For starters, both Bayless and Kennedy's best books are more strongly oriented toward teaching Mexican cooking, either by technique or by region. Milliken and Feniger's books are more for fun, without straying too far from strong roots in genuine Mexican cooking technique. If all you want are some good, snappy recipes without being tied to the grill (as you are with many of Bobby Flay's recipes), Milliken and Feniger may be your best choice. They are certainly your best choice if you are attracted to entertaining with a Mexican theme. I had an epiphany of insight when I realized that a rather large number of pages in both books, as well as many pages in many other cookbooks are dedicated to `starters', `finger food', `appetizers', `hors `d'ourves', `antipasto' and what have your. But if you live in a typical family, how much time do you really spend making `party food' in comparison to daily breakfasts, lunches, and suppers. Why don't cookbooks dedicate 20% of their books to breakfast and 35% of their books to brown bag food rather than giving so much room to entertaining food, which the average cook may make once a month, if they are inclined to entertain with food in the first place.
All this means is that these books are much more valuable to you if you do entertain often. This is especially true because both books are very reasonably priced, appropriate to their uninspired art work. It is also true because of the rather odd organization of the recipes. In both books, some chapters are organized by function or meal, some by style of cooking, and some by principle ingredient. This means neither book is especially good if you want to find a book to fit a particular function or to use a particular ingredient. The fact that both books are relatively short confirms that neither book may be very useful if you have room for only a very small cookbook collection. But if you can afford the money and space for a large cookbook collection, you will probably already have one or more volumes from Kennedy and Bayless, so why load yourself up with our spicy gals?

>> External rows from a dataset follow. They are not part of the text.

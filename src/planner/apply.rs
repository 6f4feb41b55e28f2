use anyhow::{bail, Context, Result};
use tracing::info;

use super::plan::{PlannedChange, ResourcePlan};
use crate::client::{is_not_found, CloudDatabasesClient, GlobalTaggingClient, TagType, Task};
use crate::config::types::TimeoutSettings;
use crate::validation::DatabaseUser;

/// Outcome of applying one resource plan.
#[derive(Debug, Default)]
pub struct ApplySummary {
    pub applied: usize,
}

/// Execute a clean plan in order, waiting for each backend task to finish.
pub async fn apply_plan(
    databases: &CloudDatabasesClient,
    tagging: &GlobalTaggingClient,
    plan: &ResourcePlan,
    timeouts: &TimeoutSettings,
) -> Result<ApplySummary> {
    if !plan.is_clean() {
        bail!(
            "Refusing to apply {}: plan has {} diagnostic(s)",
            plan.address,
            plan.diagnostics.len()
        );
    }
    let Some(instance_id) = plan.instance_id.as_deref() else {
        bail!("No deployment bound to {}", plan.address);
    };

    let wait = |task: Option<Task>| {
        databases.wait_for_task(task, timeouts.poll_interval(), timeouts.update_timeout())
    };
    let mut summary = ApplySummary::default();

    for change in &plan.changes {
        match change {
            PlannedChange::UpgradeVersion { to, skip_backup, .. } => {
                info!(resource = %plan.address, version = %to, "Upgrading version");
                let task = databases.upgrade_version(instance_id, to, *skip_backup).await?;
                wait(task)
                    .await
                    .with_context(|| format!("Version upgrade of {} to {} failed", plan.address, to))?;
            }
            PlannedChange::ScaleGroup { group_id, scaling, .. } => {
                info!(resource = %plan.address, group = %group_id, "Scaling group");
                let task = databases
                    .set_deployment_scaling_group(instance_id, group_id, scaling)
                    .await?;
                wait(task)
                    .await
                    .with_context(|| format!("Scaling {} group {} failed", plan.address, group_id))?;
            }
            PlannedChange::SetAutoScaling { group_id, autoscaling } => {
                info!(resource = %plan.address, group = %group_id, "Updating auto-scaling");
                let task = databases
                    .set_autoscaling(instance_id, group_id, autoscaling)
                    .await?;
                wait(task).await.with_context(|| {
                    format!("Updating auto-scaling of {} failed", plan.address)
                })?;
            }
            PlannedChange::UpdateAdminPassword { username, password } => {
                info!(resource = %plan.address, user = %username, "Updating admin password");
                let admin = DatabaseUser {
                    username: username.clone(),
                    password: password.clone(),
                    ..Default::default()
                };
                let task = databases.update_user(instance_id, &admin).await?;
                wait(task).await.with_context(|| {
                    format!("Updating admin password of {} failed", plan.address)
                })?;
            }
            PlannedChange::UpsertUser(user) => {
                info!(resource = %plan.address, user = %user.username, "Updating user");
                let task = match databases.update_user(instance_id, user).await {
                    Ok(task) => task,
                    Err(e) if is_not_found(&e) => {
                        info!(user = %user.username, "User does not exist, creating");
                        databases.create_user(instance_id, user).await?
                    }
                    Err(e) => return Err(e),
                };
                wait(task)
                    .await
                    .with_context(|| format!("Updating user {} failed", user.username))?;
            }
            PlannedChange::DeleteUser { user_type, username } => {
                info!(resource = %plan.address, user = %username, "Deleting user");
                let task = match databases.delete_user(instance_id, user_type, username).await {
                    Ok(task) => task,
                    Err(e) if is_not_found(&e) => {
                        info!(user = %username, "User already removed");
                        None
                    }
                    Err(e) => return Err(e),
                };
                wait(task)
                    .await
                    .with_context(|| format!("Deleting user {} failed", username))?;
            }
            PlannedChange::RemoveAllowlistEntry(entry) => {
                info!(
                    resource = %plan.address,
                    address = %entry.address,
                    "Removing allowlist entry"
                );
                let removed = databases
                    .delete_allowlist_entry(instance_id, &entry.address)
                    .await;
                let task = match removed {
                    Ok(task) => task,
                    Err(e) if is_not_found(&e) => None,
                    Err(e) => return Err(e),
                };
                wait(task)
                    .await
                    .with_context(|| format!("Removing allowlist entry {} failed", entry.address))?;
            }
            PlannedChange::AddAllowlistEntry(entry) => {
                info!(resource = %plan.address, address = %entry.address, "Adding allowlist entry");
                let task = databases.add_allowlist_entry(instance_id, entry).await?;
                wait(task)
                    .await
                    .with_context(|| format!("Adding allowlist entry {} failed", entry.address))?;
            }
            PlannedChange::DetachTags(tags) => {
                tagging.detach(instance_id, tags, TagType::User).await?;
            }
            PlannedChange::AttachTags(tags) => {
                tagging.attach(instance_id, tags, TagType::User).await?;
            }
        }
        summary.applied += 1;
    }

    Ok(summary)
}
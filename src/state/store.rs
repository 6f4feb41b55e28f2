use std::path::{Path, PathBuf};

use anyhow::{bail, Context, Result};
use tracing::debug;

use super::models::{ResourceState, StateFile, STATE_VERSION};

/// JSON file holding a `StateFile`.
pub struct StateStore {
    path: PathBuf,
}

impl StateStore {
    pub fn new(path: impl AsRef<Path>) -> Self {
        Self {
            path: path.as_ref().to_path_buf(),
        }
    }

    pub fn path(&self) -> &Path {
        &self.path
    }

    /// A missing file is an empty state.
    pub fn load(&self) -> Result<StateFile> {
        if !self.path.exists() {
            debug!(path = %self.path.display(), "No state file, starting empty");
            return Ok(StateFile::default());
        }
        let content = std::fs::read_to_string(&self.path)
            .with_context(|| format!("Failed to read state file: {}", self.path.display()))?;
        let state: StateFile = serde_json::from_str(&content)
            .with_context(|| format!("Failed to parse state file: {}", self.path.display()))?;
        if state.version > STATE_VERSION {
            bail!(
                "State file {} has version {}, newer than supported version {}",
                self.path.display(),
                state.version,
                STATE_VERSION
            );
        }
        Ok(state)
    }

    pub fn save(&self, state: &StateFile) -> Result<()> {
        if let Some(parent) = self.path.parent().filter(|p| !p.as_os_str().is_empty()) {
            std::fs::create_dir_all(parent)
                .with_context(|| format!("Failed to create directory: {}", parent.display()))?;
        }
        let content = serde_json::to_string_pretty(state)?;
        std::fs::write(&self.path, content)
            .with_context(|| format!("Failed to write state file: {}", self.path.display()))?;
        Ok(())
    }

    /// Replace the record for one resource and save.
    pub fn record(&self, address: &str, mut resource: ResourceState) -> Result<()> {
        let mut state = self.load()?;
        resource.updated_at = chrono::Utc::now().to_rfc3339();
        state.resources.insert(address.to_string(), resource);
        self.save(&state)
    }
}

For most people, the answer is simply that they are great fun to read and their recipes get right to the point. If you are a foodie, you don't need another tutorial on technique. If you are a casual cook who entertains, you can go straight to the largely very concise recipes and get on with it. So, both books are easily worth the room they take up on your shelves.
As an aside, it is really interesting to see our gals' comments on the cooking talents of the Mexicans, which is very similar to Tony Bourdain's comments in `A Cook's Tour', where he states that almost all his line chefs at `Les Halle' are Mexican with practically no formal training, yet they are as capable as most French trained cooks.
If you really like cookbooks or you really like Mexican food, I recommend both of these books.
Not So Hot
I honestly didn't like the sound of the recipes.... With the exception of the "chile-toasted coconut strips" there was nothing that I wanted to eat.
I also didn't like the fact that many of the "Hot Tips" were not legible due to the graphics. I also like to have a few photos of what a prepared dish looks like.
There are much better Mexican (which really this isn't) cookbooks out there.
However, if you like to cook with different types of chiles, and you want something different, then this is the book for you.